Blog | 26 September 2023
An e-scooter is not a toy
Emergency room doctor Dr. Silvia Barrero Martín, affiliated with the Doce de Octubre hospital in Madrid, led the largest Spanish study into the dangers of e-scooters. ‘You can’t blame everything on the vehicles.’ In just a few years, the e-scooter has become a very popular mode of transport in Spain. Over half a million are in circulation in the country. A significant seven percent of Spanish households own one.
But with the e-scooters came the accidents. In 2021 and 2022, eighteen people died in e-scooter-related accidents in Spain. The number of injuries is in the many hundreds.
An interview with Dr. Silvia Barrero Martín Emergency room doctor, Doce de Octubre hospital in Madrid.
You conducted large-scale research on the consequences of accidents involving e-scooters. Why was this necessary?
‘In 2018, we saw a sharp increase in the number of people admitted after accidents with e-scooters. These ranged from a wide array of fractures to other injuries. Some of these were severe. I increasingly needed advice and help from specialized doctors in the traumatology department who deal with the most complicated traumas. That’s when you know something’s up.’
Many Spaniards believe e-scooters are the most dangerous vehicles on the road. Are they right?
‘You can’t solely blame a vehicle for accidents. The user of the vehicle, their age, and experience also play a role. Weather conditions matter. In a car with air conditioning, you can drive comfortably at 37 degrees Celsius, but on an e-scooter, such high temperatures can affect your reaction time.’ ‘It’s also important to consider whether roads are designed for e-scooter usage. If e-scooters remain a part of our traffic, which seems likely, it’s time to consider if road layouts need to change or if separate lanes for e-scooters might be beneficial.’
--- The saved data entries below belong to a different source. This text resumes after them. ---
//! Twitter/X content extraction via the publish oEmbed API.
//!
//! The oEmbed response carries an HTML blockquote; its first paragraph is the
//! tweet text. oEmbed has no image, so the page's `og:image` is scraped
//! alongside it. When oEmbed fails the scraped page is used instead, and when
//! both fail a `"Tweet by @handle"` record is built from the URL alone.

use std::sync::LazyLock;

use anyhow::{Context, Result};
use async_trait::async_trait;
use regex::Regex;
use scraper::{Html, Selector};
use serde::Deserialize;
use serde_json::{json, Value};
use tracing::{debug, instrument, warn};
use url::Url;

use super::SiteExtractor;
use crate::content::ExtractedContent;
use crate::fingerprint::GOOGLEBOT;
use crate::http_client::FetchClient;
use crate::platform::{detect_host, Platform};
use crate::scrape::MetaTagScraper;
use crate::titles::truncate_chars;

/// Public oEmbed endpoint.
pub const OEMBED_ENDPOINT: &str = "https://publish.twitter.com/oembed";

const MAX_TITLE_CHARS: usize = 100;
const FALLBACK_CAPTION: &str = "Saved tweet from Twitter/X";

static X_HOST: LazyLock<Regex> =
    LazyLock::new(|| Regex::new(r"(?i)^((www|mobile)\.)?x\.com\.?$").unwrap());
static PARAGRAPH: LazyLock<Selector> = LazyLock::new(|| Selector::parse("p").unwrap());

/// Twitter/X extractor using oEmbed with scrape fallback.
pub struct TwitterExtractor {
    client: FetchClient,
    scraper: MetaTagScraper,
    oembed_endpoint: String,
}

impl TwitterExtractor {
    #[must_use]
    pub fn new(client: FetchClient, scraper: MetaTagScraper, oembed_endpoint: String) -> Self {
        Self {
            client,
            scraper,
            oembed_endpoint,
        }
    }

    async fn oembed(&self, url: &str) -> Result<(TwitterOEmbed, Value)> {
        let twitter_url = normalize_x_url(url);
        let oembed_url = format!(
            "{}?url={}",
            self.oembed_endpoint,
            urlencoding::encode(&twitter_url)
        );
        debug!("Fetching from Twitter oEmbed: {}", oembed_url);

        let raw: Value = self
            .client
            .fetch_json(&oembed_url)
            .await
            .context("Failed to fetch from Twitter oEmbed API")?;
        let oembed: TwitterOEmbed =
            serde_json::from_value(raw.clone()).context("Failed to parse Twitter response")?;

        Ok((oembed, raw))
    }
}

#[async_trait]
impl SiteExtractor for TwitterExtractor {
    fn name(&self) -> &'static str {
        "twitter"
    }

    fn platform(&self) -> Platform {
        Platform::Twitter
    }

    #[instrument(skip(self), fields(url = %url))]
    async fn extract(&self, url: &str) -> ExtractedContent {
        // Independent reads: the page scrape doubles as thumbnail source and fallback
        let (oembed, page) = tokio::join!(
            self.oembed(url),
            self.scraper.page_meta(url, &GOOGLEBOT)
        );

        let mut content = match (oembed, page) {
            (Ok((oembed, raw)), page) => {
                let text = tweet_text(oembed.html.as_deref().unwrap_or_default());
                let handle = handle_from_url(url);
                ExtractedContent {
                    title: if text.is_empty() {
                        format!("Tweet by {handle}")
                    } else {
                        truncate_chars(&text, MAX_TITLE_CHARS).trim_end().to_string()
                    },
                    caption: text,
                    author: oembed.author_name.unwrap_or(handle),
                    thumbnail: page.ok().and_then(|meta| meta.image).unwrap_or_default(),
                    raw_data: raw,
                    ..Default::default()
                }
            }
            (Err(e), Ok(meta)) => {
                warn!("Twitter oEmbed failed for {}: {:#}", url, e);
                meta.into_content()
            }
            (Err(oembed_err), Err(page_err)) => {
                warn!(
                    "Twitter oEmbed and scrape both failed for {}: {:#}; {:#}",
                    url, oembed_err, page_err
                );
                fallback_content(url)
            }
        };

        content.embed_url = Some(url.to_string());
        content
    }
}

/// Rewrite `x.com` links to `twitter.com`, which oEmbed understands.
/// Any other host is returned untouched.
#[must_use]
pub fn normalize_x_url(url: &str) -> String {
    let Ok(mut parsed) = Url::parse(url.trim()) else {
        return url.to_string();
    };
    if !parsed.host_str().is_some_and(|host| X_HOST.is_match(host)) {
        return url.to_string();
    }
    if parsed.set_host(Some("twitter.com")).is_err() || parsed.set_scheme("https").is_err() {
        return url.to_string();
    }
    parsed.to_string()
}

/// `@handle` from the first path segment of a Twitter/X URL, or `unknown`.
#[must_use]
pub fn handle_from_url(url: &str) -> String {
    Url::parse(url.trim())
        .ok()
        .filter(|parsed| {
            parsed
                .host_str()
                .is_some_and(|host| detect_host(host) == Platform::Twitter)
        })
        .and_then(|parsed| {
            parsed
                .path_segments()
                .and_then(|mut segments| segments.next().map(str::to_string))
        })
        .filter(|segment| !segment.is_empty())
        .map_or_else(|| "unknown".to_string(), |handle| format!("@{handle}"))
}

/// Plain text of the first paragraph in an oEmbed HTML fragment.
#[must_use]
pub fn tweet_text(html: &str) -> String {
    let fragment = Html::parse_fragment(html);
    fragment
        .select(&PARAGRAPH)
        .next()
        .map(|p| p.text().collect::<String>())
        .map(|t| t.split_whitespace().collect::<Vec<_>>().join(" "))
        .unwrap_or_default()
}

/// Record built from the URL alone when every source failed.
fn fallback_content(url: &str) -> ExtractedContent {
    let handle = handle_from_url(url);
    ExtractedContent {
        title: format!("Tweet by {handle}"),
        caption: FALLBACK_CAPTION.to_string(),
        author: handle,
        raw_data: json!({}),
        ..Default::default()
    }
}

// ============================================================================
// Twitter oEmbed API Response Types
// ============================================================================

#[derive(Debug, Deserialize)]
struct TwitterOEmbed {
    #[serde(default)]
    html: Option<String>,
    #[serde(default)]
    author_name: Option<String>,
}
‘E-scooters are so popular, banning them is almost impossible. But they can be used more safely.’
- Dr. Silvia Barrero Martín
Would better integrating e-scooters into traffic solve the problem?
‘More is needed. People not wearing helmets sustain more severe injuries. Wearing a helmet on an e-scooter is mandatory, but many young people ignore this, and there’s little enforcement.’ ‘Additionally, it’s a good idea to remind people regularly that they’re using a mode of transport and are participating in traffic. An e-scooter is not a toy, even if it might look like one.’
If you were in charge for a day in Spain, what decision would you make regarding e-scooters?
‘As a doctor, it’s not my place to decide whether e-scooters should be allowed on public roads or not. What I can do is show the consequences of how people currently use e-scooters and the options available to reduce accidents.’ ‘Riders of e-scooters need to be made more aware of the risks in as many ways as possible. Enforcing helmet more strictly use would make a significant difference in the severity of accidents. I believe the e-scooter in Spain is so popular that banning it as a mode of transport isn’t an option anymore. But they can be used more safely.’
Good to know
Around the world, local governments have a goal: Vision Zero. No more road fatalities by 2050.
The world of mobility and road safety is constantly changing. There are new ways of getting around, such as shared rides and electric cars. Cycling is also increasingly demanding a safe place in traffic.
We conducted a survey called the Urban Road Safety Index. In 2023, we asked 7,515 people who use the roads in 25 European cities.
We wanted to know how safe they feel when they are on the road. We also asked whether they avoid certain traffic situations and whether residents are waiting for all this (electric) shared mobility in traffic at all.